WHAT TO DO: Hand back all of the records exactly as they read.

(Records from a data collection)
□ □ □ □ □

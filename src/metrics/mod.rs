//! Prometheus metrics exporter for scanner monitoring.
//!
//! # Metrics Exposed
//!
//! - `qr_scanner_frames_captured_total` - Frames captured from the camera
//! - `qr_scanner_frames_skipped_total` - Polls with no frame (not ready or capture error)
//! - `qr_scanner_decode_attempts_total` - Decode attempts
//! - `qr_scanner_codes_decoded_total` - Codes decoded
//! - `qr_scanner_sessions_started_total` - Scan sessions started
//! - `qr_scanner_scan_state` - State of the latest session
//!
//! # Example
//!
//! ```no_run
//! use qr_scanner::metrics::MetricsRegistry;
//!
//! let registry = MetricsRegistry::new().expect("Failed to create registry");
//! registry.record_session_started();
//! println!("{}", registry.encode().unwrap());
//! ```

mod collector;
#[cfg(feature = "metrics")]
mod server;

pub use collector::{MetricsError, MetricsRegistry, MetricsSnapshot};
#[cfg(feature = "metrics")]
pub use server::{MetricsServer, MetricsServerConfig, ServerError};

□ □ □ □ □

RESPONSE TO THE TASK:
filename src/metrics/mod.rs
//! Prometheus metrics exporter for scanner monitoring.
//!
//! # Metrics Exposed
//!
//! - `qr_scanner_frames_captured_total` - Frames captured from the camera
//! - `qr_scanner_frames_skipped_total` - Polls with no frame (not ready or capture error)
//! - `qr_scanner_decode_attempts_total` - Decode attempts
//! - `qr_scanner_codes_decoded_total` - Codes decoded
//! - `qr_scanner_sessions_started_total` - Scan sessions started
//! - `qr_scanner_scan_state` - State of the latest session
//!
//! # Example
//!
//! ```no_run
//! use qr_scanner::metrics::MetricsRegistry;
//!
//! let registry = MetricsRegistry::new().expect("Failed to create registry");
//! registry.record_session_started();
//! println!("{}", registry.encode().unwrap());
//! ```

mod collector;
#[cfg(feature = "metrics")]
mod server;

pub use collector::{MetricsError, MetricsRegistry, MetricsSnapshot};
#[cfg(feature = "metrics")]
pub use server::{MetricsServer, MetricsServerConfig, ServerError};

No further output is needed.